Winter adventures settled in over the New Year. A week’s worth of sub-freezing temperatures was followed by a whopping Nor’easter blizzard to swath us in white. That thing blew like a Midwestern snow storm. It mounded up snow drifts like I’ve never seen out here; they were the kinds of winds that I remember from Iowa – those that blew forcefully across the plains with very few structures to break their powerful gust. Then post-blizzard, more frigid temperatures.
I wish I could say that those winter adventures thus far have been the snow-filled fun of skiing and sledding followed by hot cocoa. That’s what my little Polly-Anna-self expects in the Normal Rockwell scheme of things. However, I’m a grown-up. Damn it.
On December 30th, when our plane landed at Logan after a seven-hour flight from England, the pilot welcomed us to the artic. It was only a couple degrees above zero. My lips turned just imagining that wait for the bus to take us to the parking lot where our van had been all week. We hadn’t taken heavy winter coats to England because they have milder winters. Will and I glanced at one another while we waiting for the bus. “This feels better than England,” he said.
Blustery wind and rain made for damp, cold outings in England. Our winter coats would’ve been welcome. However, there on the curb at the airport, we stood in the crisp, still air; it felt peaceful and considerably warmer than England. The arctic chill’s ferocity wasn’t coming at us.
As much as I like to travel, it’s always wonderful to open the door to our own house after being away. The warmth and quiet of the house quickly gave way to a barn smell. As Bill brought the bags into the house, I cut up citrus fruit and chucked the pieces down the garbage disposal. Better. Liam headed to his little nest: the computer hutch next to the Christmas tree. “It’s the tree! The tree stinks!” Yup, it was a little ripe. Having been in the house since December 1st, on the 30th the tree no longer pulled enough water through its trunk to keep it alive. Not willing to give up the lights of the holidays just yet, I cracked some windows. Three days later, the morning of the blizzard I pulled all the ornaments off and hauled the stink bomb to the curb, spilling ripe water all the way across the living room floor.
Shift back in time to the morning after we got home from England… I threw my foot to the floor next to my warm bed and felt cold wood. I pranced on my toes to my closet to grab warm clothes. Then I went to each bedroom and bathroom to touch the baseboards – where hot water should be coursing through to heat the rooms. Each baseboard was ice cold. Frozen pipes.
We didn’t panic as this has happened with the new addition every time it gets this cold for a couple days. Somewhere in these outer three walls of our new bedroom, the pipes sit too close to the outer wall or simply don’t have enough insulation on that side to protect the heating pipes. We set up space heaters and turned on the gas fireplace in our bedroom. We didn’t call the plumber; we knew the drill. The pipes are new and not copper, so they shouldn’t break. We placed the heaters where we guessed the pipes were frozen.
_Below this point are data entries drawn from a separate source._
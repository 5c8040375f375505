use anyhow::Result;
use sdds::dataset::{Dataset, TransferMode};
use sdds::error::ErrorKind;
use sdds::layout::{DataEncoding, FieldValue};
use sdds::selection::{ColumnSelector, Logic};
use sdds::testing::{assert_error_kind, assert_f64_slices_close, sample_beam_rows, write_beam_file, TestDir};
use sdds::types::{SddsType, Value, ValueVec};

#[test]
fn copy_converts_encoding_and_keeps_selected_columns() -> Result<()> {
    let dir = TestDir::new()?;
    let source_path = dir.file("beam.sdds");
    let target_path = dir.file("beam.txt");
    write_beam_file(&source_path, DataEncoding::Binary)?;

    let mut input = Dataset::initialize_input(Some(&source_path))?;
    input.set_columns_of_interest(
        &ColumnSelector::NamesString("ElementName s".to_string()),
        Logic::REPLACE,
    )?;
    let mut out = Dataset::initialize_copy(&input, Some(&target_path), Some(DataEncoding::Ascii))?;
    assert_eq!(out.get_column_names(), vec!["ElementName", "s"]);
    out.write_layout()?;
    while input.read_page()?.is_some() {
        out.copy_page(&input)?;
        out.write_page()?;
    }
    out.terminate()?;

    let mut copy = Dataset::initialize_input(Some(&target_path))?;
    assert_eq!(copy.layout().data_mode.encoding, DataEncoding::Ascii);
    assert_eq!(copy.layout().description.text.as_deref(), Some("beam fixture"));
    for (page, rows) in sample_beam_rows().into_iter().enumerate() {
        assert!(copy.read_page()?.is_some());
        assert_f64_slices_close(&[copy.get_parameter_as_f64("Energy")?], &[1.5 * (page + 1) as f64], 1e-12);
        assert_eq!(copy.get_parameter("Machine")?, Value::from("ring A"));
        let s: Vec<f64> = rows.iter().map(|r| r.s).collect();
        assert_f64_slices_close(&copy.get_column_in_doubles("s")?, &s, 0.0);
        assert_eq!(copy.get_array("R")?.dimensions, vec![2, 2]);
    }
    assert_eq!(copy.read_page()?, None);
    Ok(())
}

#[test]
fn only_rows_of_interest_are_written() -> Result<()> {
    let dir = TestDir::new()?;
    let source_path = dir.file("beam.sdds");
    let target_path = dir.file("far.sdds");
    write_beam_file(&source_path, DataEncoding::Ascii)?;

    let mut input = Dataset::initialize_input(Some(&source_path))?;
    let mut out = Dataset::initialize_copy(&input, Some(&target_path), Some(DataEncoding::Binary))?;
    out.write_layout()?;
    input.read_page()?;
    let kept = input.filter_rows_of_interest("s", 1.0, f64::INFINITY, Logic::AND)?;
    out.copy_page(&input)?;
    assert_eq!(out.count_rows_of_interest(), kept);
    out.write_page()?;

    out.start_page(0)?;
    out.copy_parameters(&input)?;
    out.copy_rows_of_interest(&input)?;
    assert_eq!(out.row_count(), kept);
    out.write_page()?;
    out.terminate()?;

    let mut copy = Dataset::initialize_input(Some(&target_path))?;
    assert!(copy.layout().data_mode.column_major);
    for _ in 0..2 {
        copy.read_page()?;
        assert_eq!(copy.row_count(), kept);
        assert!(copy.get_column_in_doubles("s")?.iter().all(|&s| s >= 1.0));
    }
    Ok(())
}

#[test]
fn rows_copy_one_at_a_time() -> Result<()> {
    let dir = TestDir::new()?;
    let source_path = dir.file("beam.sdds");
    write_beam_file(&source_path, DataEncoding::Binary)?;
    let mut input = Dataset::initialize_input(Some(&source_path))?;
    input.read_page()?;

    let mut out = Dataset::initialize_output(DataEncoding::Binary, 1, None, None, Some(&dir.file("rev.sdds")))?;
    out.transfer_column_definition(&input, "Turns", None)?;
    out.transfer_column_definition(&input, "x", Some("x_mm"))?;
    out.write_layout()?;
    out.start_page(3)?;
    for row in 0..3 {
        out.copy_row(2 - row, &input, row)?;
    }
    // Columns are matched by name, so the renamed column stays zero.
    assert_eq!(out.get_column("x_mm")?, ValueVec::Double(vec![0.0; 3]));
    let turns: Vec<i32> = sample_beam_rows()[0].iter().rev().map(|r| r.turns).collect();
    assert_eq!(out.get_column("Turns")?, ValueVec::Int32(turns));
    assert_error_kind(out.copy_row(0, &input, 7), ErrorKind::Bounds);
    out.terminate()?;
    Ok(())
}

#[test]
fn bulk_transfers_resolve_collisions_by_mode() -> Result<()> {
    let dir = TestDir::new()?;
    let source_path = dir.file("beam.sdds");
    write_beam_file(&source_path, DataEncoding::Binary)?;
    let input = Dataset::initialize_input(Some(&source_path))?;

    let mut out = Dataset::initialize_output(DataEncoding::Ascii, 1, None, None, Some(&dir.file("t.sdds")))?;
    out.define_simple_column("s", Some("km"), SddsType::Float)?;
    assert_error_kind(
        out.transfer_all_column_definitions(&input, TransferMode::Strict),
        ErrorKind::Schema,
    );
    // The strict transfer stops at the collision; earlier names were added.
    assert_eq!(out.get_column_names(), vec!["s", "ElementName"]);

    assert_eq!(out.transfer_all_column_definitions(&input, TransferMode::KeepOld)?, 2);
    assert_eq!(out.get_column_information("units", "s")?, FieldValue::Text(Some("km".to_string())));
    assert_eq!(out.transfer_all_column_definitions(&input, TransferMode::Overwrite)?, 4);
    assert_eq!(out.get_column_information("units", "s")?, FieldValue::Text(Some("m".to_string())));
    assert_eq!(out.get_column_names(), vec!["s", "ElementName", "x", "Turns"]);

    assert_eq!(out.transfer_all_parameter_definitions(&input, TransferMode::Strict)?, 3);
    assert_eq!(out.transfer_all_array_definitions(&input, TransferMode::KeepOld)?, 1);
    out.define_column_like_parameter(&input, "Energy", Some("EnergyColumn"))?;
    out.define_parameter_like_column(&input, "Turns", None)?;
    assert_eq!(out.get_parameter_information("type", "Turns")?, FieldValue::Type(SddsType::Int32));
    assert_eq!(out.get_column_information("units", "EnergyColumn")?, FieldValue::Text(Some("GeV".to_string())));
    Ok(())
}
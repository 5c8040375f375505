//! Definition tables with a sorted name index.

use super::definitions::{Definition, FieldValue};
use crate::error::{Result, SddsError};
use serde::{Deserialize, Deserializer, Serialize, Serializer};

/// Name -> position map kept sorted for binary search.
#[derive(Clone, Debug, Default, PartialEq, Eq)]
struct NameIndex {
    sorted: Vec<(String, usize)>,
}

impl NameIndex {
    fn find(&self, name: &str) -> Option<usize> {
        self.sorted
            .binary_search_by(|(n, _)| n.as_str().cmp(name))
            .ok()
            .map(|i| self.sorted[i].1)
    }

    fn insert(&mut self, name: &str, position: usize) {
        let at = self
            .sorted
            .binary_search_by(|(n, _)| n.as_str().cmp(name))
            .unwrap_or_else(|i| i);
        self.sorted.insert(at, (name.to_string(), position));
    }

    fn rebuild<'a>(&mut self, names: impl Iterator<Item = &'a str>) {
        self.sorted = names
            .enumerate()
            .map(|(i, n)| (n.to_string(), i))
            .collect();
        self.sorted.sort();
    }
}

/// Ordered definitions of one class plus their name index.
#[derive(Clone, Debug, PartialEq, Eq)]
pub struct DefinitionTable<D> {
    defs: Vec<D>,
    index: NameIndex,
}

impl<D> Default for DefinitionTable<D> {
    fn default() -> Self {
        Self {
            defs: Vec::new(),
            index: NameIndex::default(),
        }
    }
}

impl<D: Definition> DefinitionTable<D> {
    #[must_use]
    pub fn len(&self) -> usize {
        self.defs.len()
    }

    #[must_use]
    pub fn is_empty(&self) -> bool {
        self.defs.is_empty()
    }

    #[must_use]
    pub fn as_slice(&self) -> &[D] {
        &self.defs
    }

    pub fn iter(&self) -> std::slice::Iter<'_, D> {
        self.defs.iter()
    }

    #[must_use]
    pub fn get(&self, index: usize) -> Option<&D> {
        self.defs.get(index)
    }

    /// Position of `name`, in `O(log n)`.
    #[must_use]
    pub fn find(&self, name: &str) -> Option<usize> {
        self.index.find(name)
    }

    #[must_use]
    pub fn names(&self) -> Vec<String> {
        self.defs.iter().map(|d| d.name().to_string()).collect()
    }

    /// Append a definition whose name must be unused.
    pub fn push(&mut self, def: D) -> Result<usize> {
        if self.find(def.name()).is_some() {
            return Err(SddsError::schema(format!(
                "{} {} already exists",
                D::KIND,
                def.name()
            )));
        }
        let position = self.defs.len();
        self.index.insert(def.name(), position);
        self.defs.push(def);
        Ok(position)
    }

    /// Replace the definition at `index`, keeping its position.
    pub fn replace(&mut self, index: usize, def: D) -> Result<()> {
        if let Some(existing) = self.find(def.name())
            && existing != index
        {
            return Err(SddsError::schema(format!(
                "{} {} already exists",
                D::KIND,
                def.name()
            )));
        }
        let slot = self
            .defs
            .get_mut(index)
            .ok_or_else(|| SddsError::bounds(format!("{} index {index} out of range", D::KIND)))?;
        *slot = def;
        self.reindex();
        Ok(())
    }

    pub fn remove(&mut self, index: usize) -> Result<D> {
        if index >= self.defs.len() {
            return Err(SddsError::bounds(format!("{} index {index} out of range", D::KIND)));
        }
        let def = self.defs.remove(index);
        self.reindex();
        Ok(def)
    }

    /// Keep the definitions whose flag is set.
    pub fn retain_flagged(&mut self, flags: &[bool]) {
        let mut i = 0;
        self.defs.retain(|_| {
            let keep = flags.get(i).copied().unwrap_or(false);
            i += 1;
            keep
        });
        self.reindex();
    }

    /// Change one field; renames keep names unique.
    pub fn set_field(&mut self, index: usize, field: &str, value: FieldValue) -> Result<()> {
        let mut updated = self
            .defs
            .get(index)
            .cloned()
            .ok_or_else(|| SddsError::bounds(format!("{} index {index} out of range", D::KIND)))?;
        updated.set_field(field, value)?;
        self.replace(index, updated)
    }

    fn reindex(&mut self) {
        self.index.rebuild(self.defs.iter().map(Definition::name));
    }
}

impl<D: Definition> From<Vec<D>> for DefinitionTable<D> {
    fn from(defs: Vec<D>) -> Self {
        let mut table = Self {
            defs,
            index: NameIndex::default(),
        };
        table.reindex();
        table
    }
}

impl<D: Definition + Serialize> Serialize for DefinitionTable<D> {
    fn serialize<S: Serializer>(&self, serializer: S) -> std::result::Result<S::Ok, S::Error> {
        self.defs.serialize(serializer)
    }
}

impl<'de, D: Definition + Deserialize<'de>> Deserialize<'de> for DefinitionTable<D> {
    fn deserialize<De: Deserializer<'de>>(deserializer: De) -> std::result::Result<Self, De::Error> {
        Vec::<D>::deserialize(deserializer).map(Self::from)
    }
}
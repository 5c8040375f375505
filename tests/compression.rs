#![cfg(all(feature = "compression-gzip", feature = "compression-xz"))]

use anyhow::Result;
use sdds::dataset::Dataset;
use sdds::error::ErrorKind;
use sdds::io::compression::is_compressed_path;
use sdds::layout::DataEncoding;
use sdds::testing::{assert_error_kind, sample_beam_rows, write_beam_file, write_xy_file, TestDir};
use sdds::types::{SddsType, ValueVec};

#[test]
fn compressed_files_round_trip_by_extension() -> Result<()> {
    let dir = TestDir::new()?;
    for name in ["beam.sdds.gz", "beam.sdds.xz", "beam.sdds.lzma"] {
        for encoding in [DataEncoding::Binary, DataEncoding::Ascii] {
            let path = dir.file(name);
            assert!(is_compressed_path(&path));
            write_beam_file(&path, encoding)?;
            let raw = std::fs::read(&path)?;
            assert!(!raw.starts_with(b"SDDS"), "{name} was written uncompressed");

            let mut input = Dataset::initialize_input(Some(&path))?;
            let mut pages = 0;
            while input.read_page()?.is_some() {
                pages += 1;
            }
            assert_eq!(pages, sample_beam_rows().len(), "{name} {}", encoding.name());
        }
    }
    Ok(())
}

#[test]
fn gzip_is_detected_by_magic_bytes() -> Result<()> {
    let dir = TestDir::new()?;
    let compressed = dir.file("xy.sdds.gz");
    write_xy_file(&compressed, DataEncoding::Binary, &[(1.0, 2.0), (3.0, 4.0)])?;
    let renamed = dir.file("xy.data");
    std::fs::rename(&compressed, &renamed)?;

    let mut input = Dataset::initialize_input(Some(&renamed))?;
    input.read_page()?;
    assert_eq!(input.get_column("y")?, ValueVec::Double(vec![2.0, 4.0]));
    Ok(())
}

#[test]
fn goto_page_rewinds_a_compressed_stream() -> Result<()> {
    let dir = TestDir::new()?;
    let path = dir.file("beam.sdds.gz");
    write_beam_file(&path, DataEncoding::Binary)?;

    let mut input = Dataset::initialize_input(Some(&path))?;
    input.goto_page(2)?;
    assert_eq!(input.read_page()?, Some(2));
    input.goto_page(1)?;
    assert_eq!(input.read_page()?, Some(1));
    assert_eq!(input.get_parameter_as_f64("Energy")?, 1.5);
    assert_error_kind(input.goto_page(3), ErrorKind::Bounds);
    Ok(())
}

#[test]
fn pages_append_to_compressed_files_as_new_members() -> Result<()> {
    let dir = TestDir::new()?;
    let path = dir.file("log.sdds.xz");
    let mut out = Dataset::initialize_output(DataEncoding::Binary, 1, None, None, Some(&path))?;
    out.define_simple_column("n", None, SddsType::Int32)?;
    out.write_layout()?;
    out.start_page(1)?;
    out.set_column("n", vec![1_i32])?;
    out.write_page()?;
    out.terminate()?;

    let mut out = Dataset::initialize_append(&path)?;
    out.start_page(2)?;
    out.set_column("n", vec![2_i32, 3])?;
    out.write_page()?;
    out.terminate()?;

    let mut input = Dataset::initialize_input(Some(&path))?;
    assert_eq!(input.read_page()?, Some(1));
    assert_eq!(input.read_page()?, Some(2));
    assert_eq!(input.get_column("n")?, ValueVec::Int32(vec![2, 3]));
    assert_eq!(input.read_page()?, None);

    assert_error_kind(
        Dataset::initialize_append_to_page(&path, 1),
        ErrorKind::Unsupported,
    );
    Ok(())
}

#[test]
fn in_place_updates_need_a_plain_file() -> Result<()> {
    let dir = TestDir::new()?;
    let path = dir.file("stream.sdds.gz");
    let mut out = Dataset::initialize_output(DataEncoding::Binary, 1, None, None, Some(&path))?;
    out.define_simple_column("n", None, SddsType::Int32)?;
    out.write_layout()?;
    out.start_page(1)?;
    out.set_column("n", vec![1_i32])?;
    assert_error_kind(out.update_page(false), ErrorKind::Unsupported);
    out.terminate()?;
    Ok(())
}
It was a roaring 85 degrees in our bedroom and still no heat. For the record seven days in Boston with temperatures below freezing, we waited. And, we are still waiting.
Let me back up, Sunday morning I saw two four-foot long water spots on the living room ceiling, and water was dripping through a light fixture. I went into Lucy-getting-kissed-by-a-dog mode: “Move the furniture! Roll up the carpet! Roll up the padding! Cover the bookcases with cut up garbage bags!”
Bill turned the water off in the house, and we waited an hour for the plumber to arrive. Our plumbing company is owned by two brothers who are like CSI pros; they’re calm and think methodically through the situation. John was on call for the weekend. He was incredibly apologetic that he had to be there. I thought he would bring in a hatchet to break open the ceiling; that’s what I was ready for – let’s just get to the bottom of this. Instead, he thoughtfully said, “I think you have an ice dam causing this leak. I really don’t think it’s a broken pipe.”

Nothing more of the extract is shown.